Please write out every line of the material exactly.

> STORED DATA

══════

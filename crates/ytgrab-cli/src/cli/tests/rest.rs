//! Tests for formats, ytdl, checksum.

use super::parse;
use crate::cli::{Cli, CliCommand};
use clap::Parser;
use std::path::Path;

#[test]
fn cli_parse_formats_list() {
    match parse(&["ytgrab", "formats"]) {
        CliCommand::Formats { code } => assert!(code.is_none()),
        _ => panic!("expected Formats"),
    }
}

#[test]
fn cli_parse_formats_code() {
    match parse(&["ytgrab", "formats", "22"]) {
        CliCommand::Formats { code } => assert_eq!(code.as_deref(), Some("22")),
        _ => panic!("expected Formats"),
    }
}

#[test]
fn cli_parse_ytdl_passthrough() {
    match parse(&[
        "ytgrab",
        "ytdl",
        "--",
        "-f",
        "22",
        "https://www.youtube.com/watch?v=dQw4w9WgXcQ",
    ]) {
        CliCommand::Ytdl { program, args } => {
            assert!(program.is_none());
            assert_eq!(
                args,
                vec!["-f", "22", "https://www.youtube.com/watch?v=dQw4w9WgXcQ"]
            );
        }
        _ => panic!("expected Ytdl"),
    }
}

#[test]
fn cli_parse_ytdl_program() {
    match parse(&["ytgrab", "ytdl", "--program", "/opt/yt-dlp", "--", "URL"]) {
        CliCommand::Ytdl { program, args } => {
            assert_eq!(program.as_deref(), Some(Path::new("/opt/yt-dlp")));
            assert_eq!(args, vec!["URL"]);
        }
        _ => panic!("expected Ytdl"),
    }
}

#[test]
fn cli_ytdl_requires_args() {
    assert!(Cli::try_parse_from(["ytgrab", "ytdl"]).is_err());
}

#[test]
fn cli_parse_checksum() {
    match parse(&["ytgrab", "checksum", "/path/to/file.bin"]) {
        CliCommand::Checksum { path } => {
            assert_eq!(path, Path::new("/path/to/file.bin"));
        }
        _ => panic!("expected Checksum"),
    }
}

#[test]
fn cli_rejects_unknown_command() {
    assert!(Cli::try_parse_from(["ytgrab", "status"]).is_err());
}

══════

> RESULT OF THIS EXERCISE
filename crates/ytgrab-cli/src/cli/tests/rest.rs
//! Tests for formats, ytdl, checksum.

use super::parse;
use crate::cli::{Cli, CliCommand};
use clap::Parser;
use std::path::Path;

#[test]
fn cli_parse_formats_list() {
    match parse(&["ytgrab", "formats"]) {
        CliCommand::Formats { code } => assert!(code.is_none()),
        _ => panic!("expected Formats"),
    }
}

#[test]
fn cli_parse_formats_code() {
    match parse(&["ytgrab", "formats", "22"]) {
        CliCommand::Formats { code } => assert_eq!(code.as_deref(), Some("22")),
        _ => panic!("expected Formats"),
    }
}

#[test]
fn cli_parse_ytdl_passthrough() {
    match parse(&[
        "ytgrab",
        "ytdl",
        "--",
        "-f",
        "22",
        "https://www.youtube.com/watch?v=dQw4w9WgXcQ",
    ]) {
        CliCommand::Ytdl { program, args } => {
            assert!(program.is_none());
            assert_eq!(
                args,
                vec!["-f", "22", "https://www.youtube.com/watch?v=dQw4w9WgXcQ"]
            );
        }
        _ => panic!("expected Ytdl"),
    }
}

#[test]
fn cli_parse_ytdl_program() {
    match parse(&["ytgrab", "ytdl", "--program", "/opt/yt-dlp", "--", "URL"]) {
        CliCommand::Ytdl { program, args } => {
            assert_eq!(program.as_deref(), Some(Path::new("/opt/yt-dlp")));
            assert_eq!(args, vec!["URL"]);
        }
        _ => panic!("expected Ytdl"),
    }
}

#[test]
fn cli_ytdl_requires_args() {
    assert!(Cli::try_parse_from(["ytgrab", "ytdl"]).is_err());
}

#[test]
fn cli_parse_checksum() {
    match parse(&["ytgrab", "checksum", "/path/to/file.bin"]) {
        CliCommand::Checksum { path } => {
            assert_eq!(path, Path::new("/path/to/file.bin"));
        }
        _ => panic!("expected Checksum"),
    }
}

#[test]
fn cli_rejects_unknown_command() {
    assert!(Cli::try_parse_from(["ytgrab", "status"]).is_err());
}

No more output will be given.